EXERCISE
Scan the data below for the string "CoAP". Show every line where it turns up.

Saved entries
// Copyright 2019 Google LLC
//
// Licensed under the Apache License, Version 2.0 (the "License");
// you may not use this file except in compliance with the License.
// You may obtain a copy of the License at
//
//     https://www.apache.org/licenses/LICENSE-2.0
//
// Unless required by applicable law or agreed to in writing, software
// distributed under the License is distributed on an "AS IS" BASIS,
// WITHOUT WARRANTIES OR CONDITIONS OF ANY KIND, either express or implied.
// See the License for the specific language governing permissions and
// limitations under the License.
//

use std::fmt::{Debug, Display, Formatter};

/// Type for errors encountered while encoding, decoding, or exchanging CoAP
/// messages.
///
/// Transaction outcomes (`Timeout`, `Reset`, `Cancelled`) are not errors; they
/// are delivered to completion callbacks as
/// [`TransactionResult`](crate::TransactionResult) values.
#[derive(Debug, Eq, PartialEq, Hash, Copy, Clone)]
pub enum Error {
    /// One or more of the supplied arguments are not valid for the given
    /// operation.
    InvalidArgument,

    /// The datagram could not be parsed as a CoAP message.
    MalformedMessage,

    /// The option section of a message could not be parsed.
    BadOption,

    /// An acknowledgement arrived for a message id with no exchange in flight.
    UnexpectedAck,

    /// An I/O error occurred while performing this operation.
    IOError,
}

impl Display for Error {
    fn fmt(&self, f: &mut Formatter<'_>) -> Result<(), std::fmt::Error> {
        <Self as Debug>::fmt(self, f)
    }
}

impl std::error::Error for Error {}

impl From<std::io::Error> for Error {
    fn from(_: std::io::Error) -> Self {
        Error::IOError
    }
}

RESULT OF THE EXERCISE
/// Type for errors encountered while encoding, decoding, or exchanging CoAP
    /// The datagram could not be parsed as a CoAP message.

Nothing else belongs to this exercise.